Exercise description:
Lines containing "PartialEq" should be pulled from the material below.

Data:
◇ ◇ ◇

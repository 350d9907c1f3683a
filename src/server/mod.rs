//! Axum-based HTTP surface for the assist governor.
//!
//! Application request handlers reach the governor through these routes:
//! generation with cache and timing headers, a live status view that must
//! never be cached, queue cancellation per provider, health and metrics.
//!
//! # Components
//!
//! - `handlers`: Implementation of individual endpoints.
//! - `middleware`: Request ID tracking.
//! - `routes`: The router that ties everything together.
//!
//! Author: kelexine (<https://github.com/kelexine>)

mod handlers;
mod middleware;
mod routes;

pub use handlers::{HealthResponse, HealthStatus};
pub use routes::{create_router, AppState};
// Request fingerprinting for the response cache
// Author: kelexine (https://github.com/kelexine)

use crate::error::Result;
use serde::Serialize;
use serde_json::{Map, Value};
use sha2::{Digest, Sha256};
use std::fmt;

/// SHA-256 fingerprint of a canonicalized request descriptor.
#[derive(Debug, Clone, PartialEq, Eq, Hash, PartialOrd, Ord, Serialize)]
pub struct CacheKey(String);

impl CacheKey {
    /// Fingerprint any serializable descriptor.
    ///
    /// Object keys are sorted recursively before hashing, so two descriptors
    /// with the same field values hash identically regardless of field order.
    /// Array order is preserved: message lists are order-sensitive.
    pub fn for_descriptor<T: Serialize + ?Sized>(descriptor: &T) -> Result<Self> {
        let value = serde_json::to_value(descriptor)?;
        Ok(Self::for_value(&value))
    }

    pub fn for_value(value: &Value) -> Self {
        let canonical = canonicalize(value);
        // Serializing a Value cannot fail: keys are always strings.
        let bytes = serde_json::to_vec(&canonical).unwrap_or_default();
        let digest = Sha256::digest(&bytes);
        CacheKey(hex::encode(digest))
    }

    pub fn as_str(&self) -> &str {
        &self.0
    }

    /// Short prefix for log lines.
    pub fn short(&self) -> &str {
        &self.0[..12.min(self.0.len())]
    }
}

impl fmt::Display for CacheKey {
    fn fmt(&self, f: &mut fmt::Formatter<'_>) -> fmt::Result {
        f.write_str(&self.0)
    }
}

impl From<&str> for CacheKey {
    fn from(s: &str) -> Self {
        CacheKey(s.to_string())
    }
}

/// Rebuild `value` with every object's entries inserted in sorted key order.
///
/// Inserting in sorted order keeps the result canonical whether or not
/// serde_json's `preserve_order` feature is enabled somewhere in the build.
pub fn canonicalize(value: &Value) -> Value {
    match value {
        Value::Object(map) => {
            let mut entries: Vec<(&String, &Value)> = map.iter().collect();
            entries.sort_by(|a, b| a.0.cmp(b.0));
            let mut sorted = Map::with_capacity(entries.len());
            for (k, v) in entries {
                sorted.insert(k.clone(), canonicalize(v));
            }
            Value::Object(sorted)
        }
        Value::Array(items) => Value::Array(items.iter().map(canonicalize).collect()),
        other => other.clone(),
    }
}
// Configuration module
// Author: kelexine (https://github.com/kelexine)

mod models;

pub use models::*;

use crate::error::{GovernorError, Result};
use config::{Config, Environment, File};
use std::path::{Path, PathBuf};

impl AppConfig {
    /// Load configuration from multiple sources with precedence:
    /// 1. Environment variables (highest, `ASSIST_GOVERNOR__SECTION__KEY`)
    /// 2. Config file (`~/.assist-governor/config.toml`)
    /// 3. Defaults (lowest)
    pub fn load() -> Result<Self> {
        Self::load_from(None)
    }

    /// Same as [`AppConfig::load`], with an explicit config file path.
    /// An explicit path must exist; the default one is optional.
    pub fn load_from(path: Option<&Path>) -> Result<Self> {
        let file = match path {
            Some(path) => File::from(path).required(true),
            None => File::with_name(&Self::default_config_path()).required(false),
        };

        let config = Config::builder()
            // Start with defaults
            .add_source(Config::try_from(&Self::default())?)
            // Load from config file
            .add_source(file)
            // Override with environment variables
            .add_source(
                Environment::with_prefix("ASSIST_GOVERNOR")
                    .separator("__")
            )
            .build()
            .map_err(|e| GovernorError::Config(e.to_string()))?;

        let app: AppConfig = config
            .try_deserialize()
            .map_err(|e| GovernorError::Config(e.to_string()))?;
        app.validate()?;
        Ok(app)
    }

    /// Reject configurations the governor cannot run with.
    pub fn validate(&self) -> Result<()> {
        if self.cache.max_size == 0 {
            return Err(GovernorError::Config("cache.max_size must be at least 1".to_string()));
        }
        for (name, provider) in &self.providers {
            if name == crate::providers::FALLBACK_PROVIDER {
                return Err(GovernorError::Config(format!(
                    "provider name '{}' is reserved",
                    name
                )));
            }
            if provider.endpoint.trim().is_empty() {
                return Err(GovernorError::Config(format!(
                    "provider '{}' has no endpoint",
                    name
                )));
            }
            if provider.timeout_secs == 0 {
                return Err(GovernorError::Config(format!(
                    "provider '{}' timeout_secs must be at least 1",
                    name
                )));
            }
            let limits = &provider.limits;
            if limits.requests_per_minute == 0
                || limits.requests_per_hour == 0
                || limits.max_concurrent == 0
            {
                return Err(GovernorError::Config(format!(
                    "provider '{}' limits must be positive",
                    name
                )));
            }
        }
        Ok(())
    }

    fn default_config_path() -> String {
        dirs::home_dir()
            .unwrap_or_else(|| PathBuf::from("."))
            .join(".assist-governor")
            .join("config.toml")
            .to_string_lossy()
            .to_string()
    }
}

◇ ◇ ◇

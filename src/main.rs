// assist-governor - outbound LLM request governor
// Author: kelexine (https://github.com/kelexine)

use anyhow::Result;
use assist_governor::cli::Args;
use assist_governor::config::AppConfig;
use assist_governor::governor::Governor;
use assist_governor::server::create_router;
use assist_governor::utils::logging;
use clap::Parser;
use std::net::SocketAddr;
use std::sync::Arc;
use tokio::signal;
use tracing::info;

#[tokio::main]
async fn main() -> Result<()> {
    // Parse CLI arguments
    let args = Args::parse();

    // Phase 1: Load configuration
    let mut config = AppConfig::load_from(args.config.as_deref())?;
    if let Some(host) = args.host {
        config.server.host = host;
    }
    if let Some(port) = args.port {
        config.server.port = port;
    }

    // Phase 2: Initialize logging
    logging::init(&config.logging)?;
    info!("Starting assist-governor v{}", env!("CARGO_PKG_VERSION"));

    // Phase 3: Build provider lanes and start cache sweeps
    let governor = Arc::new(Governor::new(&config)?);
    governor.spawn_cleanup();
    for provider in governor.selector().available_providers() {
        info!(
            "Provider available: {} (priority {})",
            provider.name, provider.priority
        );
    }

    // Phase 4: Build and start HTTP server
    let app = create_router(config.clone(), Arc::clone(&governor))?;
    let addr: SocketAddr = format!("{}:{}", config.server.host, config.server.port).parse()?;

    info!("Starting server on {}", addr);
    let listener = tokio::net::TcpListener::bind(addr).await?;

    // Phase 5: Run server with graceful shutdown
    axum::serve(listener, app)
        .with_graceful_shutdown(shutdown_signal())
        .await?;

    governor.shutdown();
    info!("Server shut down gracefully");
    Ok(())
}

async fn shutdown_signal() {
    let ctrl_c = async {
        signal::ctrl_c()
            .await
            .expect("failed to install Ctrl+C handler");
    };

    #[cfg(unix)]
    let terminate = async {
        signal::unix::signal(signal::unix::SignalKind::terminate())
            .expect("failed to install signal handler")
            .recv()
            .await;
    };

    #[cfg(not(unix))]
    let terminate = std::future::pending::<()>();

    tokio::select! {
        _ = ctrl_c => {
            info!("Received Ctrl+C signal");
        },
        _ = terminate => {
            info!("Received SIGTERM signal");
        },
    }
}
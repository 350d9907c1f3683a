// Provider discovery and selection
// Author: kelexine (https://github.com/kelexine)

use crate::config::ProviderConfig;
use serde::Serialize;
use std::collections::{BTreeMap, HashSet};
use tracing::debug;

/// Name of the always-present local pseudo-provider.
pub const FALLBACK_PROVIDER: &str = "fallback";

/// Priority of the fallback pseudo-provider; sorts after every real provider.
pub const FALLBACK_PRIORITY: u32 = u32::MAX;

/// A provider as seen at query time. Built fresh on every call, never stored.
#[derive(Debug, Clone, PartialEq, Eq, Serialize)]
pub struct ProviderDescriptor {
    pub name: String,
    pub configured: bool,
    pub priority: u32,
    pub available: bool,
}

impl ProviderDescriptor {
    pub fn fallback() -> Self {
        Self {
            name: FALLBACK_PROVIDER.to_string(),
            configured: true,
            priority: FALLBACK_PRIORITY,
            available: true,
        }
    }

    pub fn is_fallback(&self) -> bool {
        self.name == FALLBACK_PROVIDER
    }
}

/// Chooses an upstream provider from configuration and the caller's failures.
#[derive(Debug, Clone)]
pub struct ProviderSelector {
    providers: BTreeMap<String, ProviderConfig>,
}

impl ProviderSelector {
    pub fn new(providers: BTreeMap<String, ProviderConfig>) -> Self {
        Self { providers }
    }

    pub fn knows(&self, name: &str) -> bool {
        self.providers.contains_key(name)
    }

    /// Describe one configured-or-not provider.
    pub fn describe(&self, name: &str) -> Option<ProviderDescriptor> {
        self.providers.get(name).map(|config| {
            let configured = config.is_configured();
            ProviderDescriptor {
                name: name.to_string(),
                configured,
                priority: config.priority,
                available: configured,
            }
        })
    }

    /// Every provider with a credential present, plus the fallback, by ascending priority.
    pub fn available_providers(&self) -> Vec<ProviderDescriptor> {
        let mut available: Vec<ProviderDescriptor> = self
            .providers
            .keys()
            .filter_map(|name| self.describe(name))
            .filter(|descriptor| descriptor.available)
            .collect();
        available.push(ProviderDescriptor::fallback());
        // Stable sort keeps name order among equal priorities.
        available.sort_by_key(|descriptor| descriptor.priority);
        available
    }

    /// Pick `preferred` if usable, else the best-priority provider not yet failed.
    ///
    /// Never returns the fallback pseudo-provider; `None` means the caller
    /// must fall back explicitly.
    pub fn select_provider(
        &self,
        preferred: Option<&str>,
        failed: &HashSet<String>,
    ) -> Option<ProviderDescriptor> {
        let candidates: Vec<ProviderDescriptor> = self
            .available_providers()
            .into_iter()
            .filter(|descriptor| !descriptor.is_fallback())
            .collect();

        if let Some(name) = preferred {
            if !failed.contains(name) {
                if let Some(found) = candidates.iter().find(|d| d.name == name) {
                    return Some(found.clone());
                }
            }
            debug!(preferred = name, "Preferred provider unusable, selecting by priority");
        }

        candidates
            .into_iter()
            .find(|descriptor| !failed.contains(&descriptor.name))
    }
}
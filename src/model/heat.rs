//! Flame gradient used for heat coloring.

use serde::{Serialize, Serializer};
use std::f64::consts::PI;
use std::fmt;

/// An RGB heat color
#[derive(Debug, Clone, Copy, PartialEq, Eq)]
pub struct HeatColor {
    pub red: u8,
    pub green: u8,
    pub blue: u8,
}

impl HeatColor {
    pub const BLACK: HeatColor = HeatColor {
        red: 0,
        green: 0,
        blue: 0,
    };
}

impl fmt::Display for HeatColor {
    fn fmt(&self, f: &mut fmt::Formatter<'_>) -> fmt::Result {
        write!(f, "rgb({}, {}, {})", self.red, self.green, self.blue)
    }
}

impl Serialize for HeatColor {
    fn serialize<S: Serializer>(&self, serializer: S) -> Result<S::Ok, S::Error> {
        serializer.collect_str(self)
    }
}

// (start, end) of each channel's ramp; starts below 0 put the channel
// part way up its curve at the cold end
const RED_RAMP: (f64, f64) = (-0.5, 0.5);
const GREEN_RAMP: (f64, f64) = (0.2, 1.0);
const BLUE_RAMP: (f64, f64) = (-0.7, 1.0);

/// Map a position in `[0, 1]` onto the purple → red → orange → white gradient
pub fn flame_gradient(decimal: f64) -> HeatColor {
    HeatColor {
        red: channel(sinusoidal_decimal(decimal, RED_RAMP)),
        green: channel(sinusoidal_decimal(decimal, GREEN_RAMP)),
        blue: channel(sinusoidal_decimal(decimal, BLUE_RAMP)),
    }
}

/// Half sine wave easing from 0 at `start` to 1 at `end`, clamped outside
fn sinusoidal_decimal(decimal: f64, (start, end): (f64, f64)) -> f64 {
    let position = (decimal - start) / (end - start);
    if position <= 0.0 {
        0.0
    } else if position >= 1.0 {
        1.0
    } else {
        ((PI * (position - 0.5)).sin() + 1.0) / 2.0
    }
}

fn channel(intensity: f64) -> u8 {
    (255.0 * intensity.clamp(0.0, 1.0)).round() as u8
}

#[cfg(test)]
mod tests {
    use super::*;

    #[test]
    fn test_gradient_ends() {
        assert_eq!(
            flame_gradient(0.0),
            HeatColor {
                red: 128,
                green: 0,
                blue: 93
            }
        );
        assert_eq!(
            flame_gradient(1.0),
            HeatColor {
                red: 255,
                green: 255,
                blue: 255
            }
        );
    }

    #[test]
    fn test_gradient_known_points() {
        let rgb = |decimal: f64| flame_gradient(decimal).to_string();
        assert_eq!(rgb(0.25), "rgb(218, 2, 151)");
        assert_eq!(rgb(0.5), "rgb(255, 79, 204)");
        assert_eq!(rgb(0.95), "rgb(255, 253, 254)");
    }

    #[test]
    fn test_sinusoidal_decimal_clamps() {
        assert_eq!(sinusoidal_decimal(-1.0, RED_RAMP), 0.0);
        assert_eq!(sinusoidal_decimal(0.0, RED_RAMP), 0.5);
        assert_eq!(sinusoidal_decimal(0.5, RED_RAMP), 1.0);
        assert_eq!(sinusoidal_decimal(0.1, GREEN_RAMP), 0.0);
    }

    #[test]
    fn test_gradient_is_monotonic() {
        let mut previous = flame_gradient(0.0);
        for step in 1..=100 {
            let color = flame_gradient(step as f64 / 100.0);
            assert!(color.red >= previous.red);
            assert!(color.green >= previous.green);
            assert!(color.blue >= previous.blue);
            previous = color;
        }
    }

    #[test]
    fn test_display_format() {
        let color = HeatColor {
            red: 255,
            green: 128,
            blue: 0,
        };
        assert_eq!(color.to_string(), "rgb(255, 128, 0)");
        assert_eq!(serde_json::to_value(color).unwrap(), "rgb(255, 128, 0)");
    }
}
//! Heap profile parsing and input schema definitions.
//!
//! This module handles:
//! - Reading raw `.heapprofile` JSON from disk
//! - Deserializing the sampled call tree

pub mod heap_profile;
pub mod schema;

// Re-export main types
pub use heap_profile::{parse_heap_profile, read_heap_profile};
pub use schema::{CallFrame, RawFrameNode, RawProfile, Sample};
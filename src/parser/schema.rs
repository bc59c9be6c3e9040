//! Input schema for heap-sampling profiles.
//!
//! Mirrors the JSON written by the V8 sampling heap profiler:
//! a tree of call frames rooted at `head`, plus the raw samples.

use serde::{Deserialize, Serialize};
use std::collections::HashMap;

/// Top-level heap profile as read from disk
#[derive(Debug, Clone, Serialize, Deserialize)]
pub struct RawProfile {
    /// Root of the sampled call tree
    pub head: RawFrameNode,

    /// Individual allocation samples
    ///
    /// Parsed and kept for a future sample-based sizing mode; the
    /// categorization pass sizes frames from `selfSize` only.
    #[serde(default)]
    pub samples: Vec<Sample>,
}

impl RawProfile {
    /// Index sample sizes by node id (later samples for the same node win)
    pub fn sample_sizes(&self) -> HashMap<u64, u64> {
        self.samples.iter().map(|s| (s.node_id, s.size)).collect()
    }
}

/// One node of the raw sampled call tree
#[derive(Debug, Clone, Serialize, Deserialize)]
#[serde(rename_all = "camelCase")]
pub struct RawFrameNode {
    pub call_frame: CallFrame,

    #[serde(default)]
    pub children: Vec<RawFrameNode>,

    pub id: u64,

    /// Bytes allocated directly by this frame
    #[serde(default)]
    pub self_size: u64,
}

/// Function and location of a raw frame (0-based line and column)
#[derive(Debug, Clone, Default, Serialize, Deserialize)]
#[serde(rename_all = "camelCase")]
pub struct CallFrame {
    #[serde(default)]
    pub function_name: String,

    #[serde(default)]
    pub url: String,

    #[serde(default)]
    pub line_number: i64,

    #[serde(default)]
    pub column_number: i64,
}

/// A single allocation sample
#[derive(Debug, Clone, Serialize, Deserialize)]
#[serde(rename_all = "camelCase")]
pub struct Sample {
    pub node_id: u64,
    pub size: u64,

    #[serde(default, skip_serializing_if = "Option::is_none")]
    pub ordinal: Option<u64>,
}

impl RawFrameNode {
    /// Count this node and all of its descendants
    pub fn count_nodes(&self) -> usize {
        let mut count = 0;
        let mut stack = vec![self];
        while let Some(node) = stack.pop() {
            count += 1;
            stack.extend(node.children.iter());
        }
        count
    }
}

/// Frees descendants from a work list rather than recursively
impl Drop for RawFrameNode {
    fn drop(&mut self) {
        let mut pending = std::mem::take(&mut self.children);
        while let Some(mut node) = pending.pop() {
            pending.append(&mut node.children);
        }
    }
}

◇ ◇ ◇

Answer to the exercise:
#[derive(Debug, Clone, PartialEq, Eq, Hash, PartialOrd, Ord, Serialize)]
#[derive(Debug, Clone, PartialEq, Eq, Serialize)]
#[derive(Debug, Clone, Copy, PartialEq, Eq)]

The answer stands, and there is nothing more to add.